Since only part of the material below is wanted, output exactly the lines from the one with "pub fn for_travel(sort: SortDirection, page: PageDirection)" up to and including the one with "pub fn encode(&self)".

Extracted entries
────────────────────

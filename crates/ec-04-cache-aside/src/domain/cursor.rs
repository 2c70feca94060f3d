//! Keyset (cursor) pagination.
//!
//! A listing sorted by `(value, id)` is paged with an opaque cursor naming the
//! last (or first) record of the current page. The next page holds the
//! records strictly past that position:
//!
//! ```text
//! value OP cursor.value  OR  (value = cursor.value AND id OP cursor.id)
//! ```
//!
//! | Sort | Page | OP |
//! |------|------|----|
//! | ascending | forward | `>` |
//! | ascending | backward | `<` |
//! | descending | forward | `<` |
//! | descending | backward | `>` |
//!
//! The tie-break on `id` uses the same operator as the sort field, and the
//! listing must be ordered by `id` in the same direction as the sort field.
//! Mixing directions makes pages overlap or skip records.

use serde::de::DeserializeOwned;
use serde::{Deserialize, Serialize};
use std::cmp::Ordering;
use thiserror::Error;

pub const DEFAULT_PAGE_LIMIT: usize = 20;
pub const MAX_PAGE_LIMIT: usize = 100;

#[derive(Debug, Clone, Copy, PartialEq, Eq, Default, Serialize, Deserialize)]
#[serde(rename_all = "lowercase")]
pub enum SortDirection {
    Ascending,
    #[default]
    Descending,
}

impl SortDirection {
    pub fn reverse(self) -> Self {
        match self {
            Self::Ascending => Self::Descending,
            Self::Descending => Self::Ascending,
        }
    }

    /// Parse `field` / `-field` sort syntax.
    pub fn parse_field(spec: &str) -> (&str, Self) {
        match spec.strip_prefix('-') {
            Some(field) => (field, Self::Descending),
            None => (spec, Self::Ascending),
        }
    }
}

#[derive(Debug, Clone, Copy, PartialEq, Eq)]
pub enum PageDirection {
    Forward,
    Backward,
}

/// Comparison used by both halves of the keyset predicate.
#[derive(Debug, Clone, Copy, PartialEq, Eq)]
pub enum Comparison {
    GreaterThan,
    LessThan,
}

impl Comparison {
    pub fn for_travel(sort: SortDirection, page: PageDirection) -> Self {
        match travel(sort, page) {
            SortDirection::Ascending => Self::GreaterThan,
            SortDirection::Descending => Self::LessThan,
        }
    }

    fn admits(self, ord: Ordering) -> bool {
        match self {
            Self::GreaterThan => ord == Ordering::Greater,
            Self::LessThan => ord == Ordering::Less,
        }
    }
}

#[derive(Debug, Error, PartialEq, Eq)]
pub enum CursorError {
    #[error("cursor is not valid hex")]
    Encoding,

    #[error("cursor payload is invalid: {0}")]
    Payload(String),
}

/// Position of a record in a `(value, id)` ordering.
#[derive(Debug, Clone, PartialEq, Eq, Serialize, Deserialize)]
pub struct Cursor<V> {
    pub value: V,
    pub id: String,
}

impl<V> Cursor<V> {
    pub fn new(value: V, id: impl Into<String>) -> Self {
        Self {
            value,
            id: id.into(),
        }
    }
}

impl<V: Serialize + DeserializeOwned> Cursor<V> {
    /// Opaque token for clients.
    pub fn encode(&self) -> Result<String, CursorError> {
        serde_json::to_vec(self)
            .map(hex::encode)
            .map_err(|e| CursorError::Payload(e.to_string()))
    }

    pub fn decode(token: &str) -> Result<Self, CursorError> {
        let raw = hex::decode(token).map_err(|_| CursorError::Encoding)?;
        serde_json::from_slice(&raw).map_err(|e| CursorError::Payload(e.to_string()))
    }
}

impl<V: Ord> Cursor<V> {
    /// Whether the record at `(value, id)` lies past this cursor.
    pub fn admits(&self, value: &V, id: &str, sort: SortDirection, page: PageDirection) -> bool {
        let ord = (value, id).cmp(&(&self.value, self.id.as_str()));
        Comparison::for_travel(sort, page).admits(ord)
    }
}

/// One page and the cursors around it.
#[derive(Debug, Clone, PartialEq)]
pub struct KeysetPage<T, V> {
    pub items: Vec<T>,
    pub next: Option<Cursor<V>>,
    pub prev: Option<Cursor<V>>,
}

impl<T, V> KeysetPage<T, V> {
    pub fn has_next(&self) -> bool {
        self.next.is_some()
    }

    pub fn has_prev(&self) -> bool {
        self.prev.is_some()
    }
}

#[derive(Debug, Clone)]
pub struct KeysetQuery<V> {
    sort: SortDirection,
    limit: usize,
    cursor: Option<(PageDirection, Cursor<V>)>,
}

impl<V: Ord + Clone> KeysetQuery<V> {
    /// `limit` is clamped to `1..=100`.
    pub fn new(sort: SortDirection, limit: usize) -> Self {
        Self {
            sort,
            limit: limit.clamp(1, MAX_PAGE_LIMIT),
            cursor: None,
        }
    }

    pub fn after(mut self, cursor: Cursor<V>) -> Self {
        self.cursor = Some((PageDirection::Forward, cursor));
        self
    }

    pub fn before(mut self, cursor: Cursor<V>) -> Self {
        self.cursor = Some((PageDirection::Backward, cursor));
        self
    }

    pub fn limit(&self) -> usize {
        self.limit
    }

    pub fn sort(&self) -> SortDirection {
        self.sort
    }

    fn page_direction(&self) -> PageDirection {
        self.cursor
            .as_ref()
            .map_or(PageDirection::Forward, |(direction, _)| *direction)
    }

    /// Run the query over an in-memory source. `key` yields each record's
    /// sort value and id.
    pub fn apply<T, F>(&self, records: &[T], key: F) -> KeysetPage<T, V>
    where
        T: Clone,
        F: Fn(&T) -> (V, String),
    {
        let page = self.page_direction();
        let order = travel(self.sort, page);

        let mut candidates: Vec<(V, String, &T)> = records
            .iter()
            .map(|record| {
                let (value, id) = key(record);
                (value, id, record)
            })
            .filter(|(value, id, _)| match &self.cursor {
                Some((_, cursor)) => cursor.admits(value, id, self.sort, page),
                None => true,
            })
            .collect();
        candidates.sort_by(|a, b| {
            let ord = (&a.0, &a.1).cmp(&(&b.0, &b.1));
            match order {
                SortDirection::Ascending => ord,
                SortDirection::Descending => ord.reverse(),
            }
        });

        // One extra row tells whether more records exist in this direction.
        let more = candidates.len() > self.limit;
        candidates.truncate(self.limit);
        if page == PageDirection::Backward {
            candidates.reverse();
        }

        let first = candidates.first().map(|(v, id, _)| Cursor::new(v.clone(), id.clone()));
        let last = candidates.last().map(|(v, id, _)| Cursor::new(v.clone(), id.clone()));
        let (next, prev) = match (&self.cursor, page) {
            (None, _) => (last.filter(|_| more), None),
            (Some(_), PageDirection::Forward) => (last.filter(|_| more), first),
            (Some(_), PageDirection::Backward) => (last, first.filter(|_| more)),
        };

        KeysetPage {
            items: candidates.into_iter().map(|(_, _, record)| record.clone()).collect(),
            next,
            prev,
        }
    }
}

impl<V: Ord + Clone> Default for KeysetQuery<V> {
    fn default() -> Self {
        Self::new(SortDirection::default(), DEFAULT_PAGE_LIMIT)
    }
}

fn travel(sort: SortDirection, page: PageDirection) -> SortDirection {
    match page {
        PageDirection::Forward => sort,
        PageDirection::Backward => sort.reverse(),
    }
}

────────────────────

Task response
    pub fn for_travel(sort: SortDirection, page: PageDirection) -> Self {
        match travel(sort, page) {
            SortDirection::Ascending => Self::GreaterThan,
            SortDirection::Descending => Self::LessThan,
        }
    }

    fn admits(self, ord: Ordering) -> bool {
        match self {
            Self::GreaterThan => ord == Ordering::Greater,
            Self::LessThan => ord == Ordering::Less,
        }
    }
}

#[derive(Debug, Error, PartialEq, Eq)]
pub enum CursorError {
    #[error("cursor is not valid hex")]
    Encoding,

    #[error("cursor payload is invalid: {0}")]
    Payload(String),
}

/// Position of a record in a `(value, id)` ordering.
#[derive(Debug, Clone, PartialEq, Eq, Serialize, Deserialize)]
pub struct Cursor<V> {
    pub value: V,
    pub id: String,
}

impl<V> Cursor<V> {
    pub fn new(value: V, id: impl Into<String>) -> Self {
        Self {
            value,
            id: id.into(),
        }
    }
}

impl<V: Serialize + DeserializeOwned> Cursor<V> {
    /// Opaque token for clients.
    pub fn encode(&self) -> Result<String, CursorError> {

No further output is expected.